use crate::models::user::User;
use crate::repositories::user_repository::{RepositoryError, UserRepository};
use crate::validation::{validate_user_data, ValidationError};
use serde_json::Value;
use std::sync::Arc;

#[derive(Debug, thiserror::Error)]
pub enum UserServiceError {
    #[error("Missing required fields")]
    MissingFields,
    #[error(transparent)]
    Validation(#[from] ValidationError),
    /// Duplicate email; holds the storage layer's message verbatim.
    #[error("{0}")]
    EmailTaken(String),
    #[error("User not found")]
    UserNotFound,
    #[error("Repository error: {0}")]
    RepositoryError(RepositoryError),
}

impl From<RepositoryError> for UserServiceError {
    fn from(err: RepositoryError) -> Self {
        match err {
            RepositoryError::AlreadyExists(msg) => UserServiceError::EmailTaken(msg),
            other => UserServiceError::RepositoryError(other),
        }
    }
}

pub struct UserService {
    repository: Arc<dyn UserRepository>,
}

impl UserService {
    pub fn new(repository: Arc<dyn UserRepository>) -> Self {
        Self { repository }
    }

    /// Create a user from an untyped JSON payload.
    ///
    /// The payload must be an object holding both a `name` and an `email`
    /// key before validation runs at all.
    pub async fn create_user(&self, payload: &Value) -> Result<User, UserServiceError> {
        let record = match payload {
            Value::Object(map) if map.contains_key("name") && map.contains_key("email") => map,
            _ => return Err(UserServiceError::MissingFields),
        };

        let new_user = validate_user_data(record).inspect_err(|e| {
            tracing::warn!("Rejected user payload: {}", e);
        })?;

        match self
            .repository
            .create_user(&new_user.name, &new_user.email)
            .await
        {
            Ok(user) => {
                tracing::info!("Created user {} (id {})", user.email, user.id);
                Ok(user)
            }
            Err(e) => {
                tracing::warn!("Failed to create user {}: {}", new_user.email, e);
                Err(e.into())
            }
        }
    }

    pub async fn find_user_by_id(&self, id: i64) -> Result<User, UserServiceError> {
        self.repository
            .find_by_id(id)
            .await?
            .ok_or(UserServiceError::UserNotFound)
    }

    pub async fn list_users(&self) -> Result<Vec<User>, UserServiceError> {
        let users = self.repository.list_users().await?;
        tracing::debug!("Listed {} users", users.len());
        Ok(users)
    }
}

#[cfg(test)]
mod tests {
    use super::*;
    use crate::repositories::user_repository::MockUserRepository;
    use mockall::predicate::*;
    use serde_json::json;

    #[tokio::test]
    async fn test_create_user_success() {
        let mut mock_repo = MockUserRepository::new();

        let user = User {
            id: 1,
            name: "Test User".to_string(),
            email: "test@example.com".to_string(),
        };

        let user_clone = user.clone();
        mock_repo
            .expect_create_user()
            .with(eq("Test User"), eq("test@example.com"))
            .times(1)
            .returning(move |_, _| {
                let user = user_clone.clone();
                Box::pin(async move { Ok(user) })
            });

        let service = UserService::new(Arc::new(mock_repo));

        let result = service
            .create_user(&json!({"name": "Test User", "email": "test@example.com"}))
            .await;
        let created = result.expect("Expected Ok result");
        assert_eq!(created, user);
    }

    #[tokio::test]
    async fn test_create_user_missing_fields() {
        let mock_repo = MockUserRepository::new();
        let service = UserService::new(Arc::new(mock_repo));

        for payload in [
            json!({"name": "Only Name"}),
            json!({"email": "only@example.com"}),
            json!({}),
            json!(null),
            json!(["name", "email"]),
            json!("name"),
        ] {
            let result = service.create_user(&payload).await;
            assert!(
                matches!(result, Err(UserServiceError::MissingFields)),
                "payload {} should be missing fields",
                payload
            );
        }
    }

    #[tokio::test]
    async fn test_create_user_invalid_email_skips_repository() {
        let mock_repo = MockUserRepository::new();
        let service = UserService::new(Arc::new(mock_repo));

        let result = service
            .create_user(&json!({"name": "Test", "email": "invalid-email"}))
            .await;
        assert!(matches!(
            result,
            Err(UserServiceError::Validation(ValidationError::InvalidEmail))
        ));
    }

    #[tokio::test]
    async fn test_create_user_empty_name() {
        let mock_repo = MockUserRepository::new();
        let service = UserService::new(Arc::new(mock_repo));

        let result = service
            .create_user(&json!({"name": "", "email": "test@example.com"}))
            .await;
        let err = result.unwrap_err();
        assert_eq!(err.to_string(), "Name cannot be empty");
    }

    #[tokio::test]
    async fn test_create_user_email_taken() {
        let mut mock_repo = MockUserRepository::new();
        mock_repo.expect_create_user().times(1).returning(|_, _| {
            Box::pin(async move {
                Err(RepositoryError::AlreadyExists(
                    "UNIQUE constraint failed: user.email".to_string(),
                ))
            })
        });

        let service = UserService::new(Arc::new(mock_repo));
        let result = service
            .create_user(&json!({"name": "Dup", "email": "dup@example.com"}))
            .await;

        match result {
            Err(UserServiceError::EmailTaken(msg)) => {
                assert_eq!(msg, "UNIQUE constraint failed: user.email")
            }
            other => panic!("expected EmailTaken, got {:?}", other),
        }
    }

    #[tokio::test]
    async fn test_find_user_by_id_not_found() {
        let mut mock_repo = MockUserRepository::new();
        mock_repo
            .expect_find_by_id()
            .with(eq(42))
            .times(1)
            .returning(|_| Box::pin(async move { Ok(None) }));

        let service = UserService::new(Arc::new(mock_repo));
        let result = service.find_user_by_id(42).await;
        assert!(matches!(result, Err(UserServiceError::UserNotFound)));
    }

    #[tokio::test]
    async fn test_list_users_passes_through() {
        let mut mock_repo = MockUserRepository::new();
        mock_repo.expect_list_users().times(1).returning(|| {
            Box::pin(async move {
                Ok(vec![User {
                    id: 1,
                    name: "A".to_string(),
                    email: "a@example.com".to_string(),
                }])
            })
        });

        let service = UserService::new(Arc::new(mock_repo));
        let users = service.list_users().await.unwrap();
        assert_eq!(users.len(), 1);
        assert_eq!(users[0].email, "a@example.com");
    }
}
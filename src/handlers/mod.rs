pub mod index_handlers;
pub mod user_handlers;

pub use index_handlers::{index, protected};
pub use user_handlers::{create_user, get_user, list_users};
pub mod user;

pub use user::{User, UserCreate, UserResponse};
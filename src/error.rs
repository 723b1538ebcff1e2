use axum::{
    http::StatusCode,
    response::{IntoResponse, Json, Response},
};
use serde_json::json;
use thiserror::Error;

use crate::services::user_service::UserServiceError;

// Type alias for Result with our AppError
pub type Result<T> = std::result::Result<T, AppError>;

#[derive(Error, Debug)]
pub enum AppError {
    #[error(transparent)]
    User(#[from] UserServiceError),

    #[error("Authentication required")]
    AuthenticationRequired,

    #[error("Not found")]
    NotFound,
}

impl IntoResponse for AppError {
    fn into_response(self) -> Response {
        let (status, message) = match self {
            AppError::NotFound | AppError::User(UserServiceError::UserNotFound) => {
                return StatusCode::NOT_FOUND.into_response();
            }
            AppError::AuthenticationRequired => {
                (StatusCode::UNAUTHORIZED, "Authentication required".to_string())
            }
            // Write failures of every kind surface their message to the client.
            AppError::User(
                e @ (UserServiceError::MissingFields
                | UserServiceError::Validation(_)
                | UserServiceError::EmailTaken(_)),
            ) => (StatusCode::BAD_REQUEST, e.to_string()),
            AppError::User(UserServiceError::RepositoryError(e)) => {
                tracing::error!("Storage failure: {}", e);
                (
                    StatusCode::INTERNAL_SERVER_ERROR,
                    "Internal server error".to_string(),
                )
            }
        };

        (status, Json(json!({ "error": message }))).into_response()
    }
}

/// Writes report storage failures as 400 with the raw message, unlike reads.
pub fn write_failure(err: UserServiceError) -> Response {
    match err {
        UserServiceError::RepositoryError(e) => (
            StatusCode::BAD_REQUEST,
            Json(json!({ "error": e.to_string() })),
        )
            .into_response(),
        other => AppError::from(other).into_response(),
    }
}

* _PROMPT_
Show all lines from the records above where the word "Value" occurs.

* _ANSWER TO THIS TASK_
use serde_json::Value;
    pub async fn create_user(&self, payload: &Value) -> Result<User, UserServiceError> {
            Value::Object(map) if map.contains_key("name") && map.contains_key("email") => map,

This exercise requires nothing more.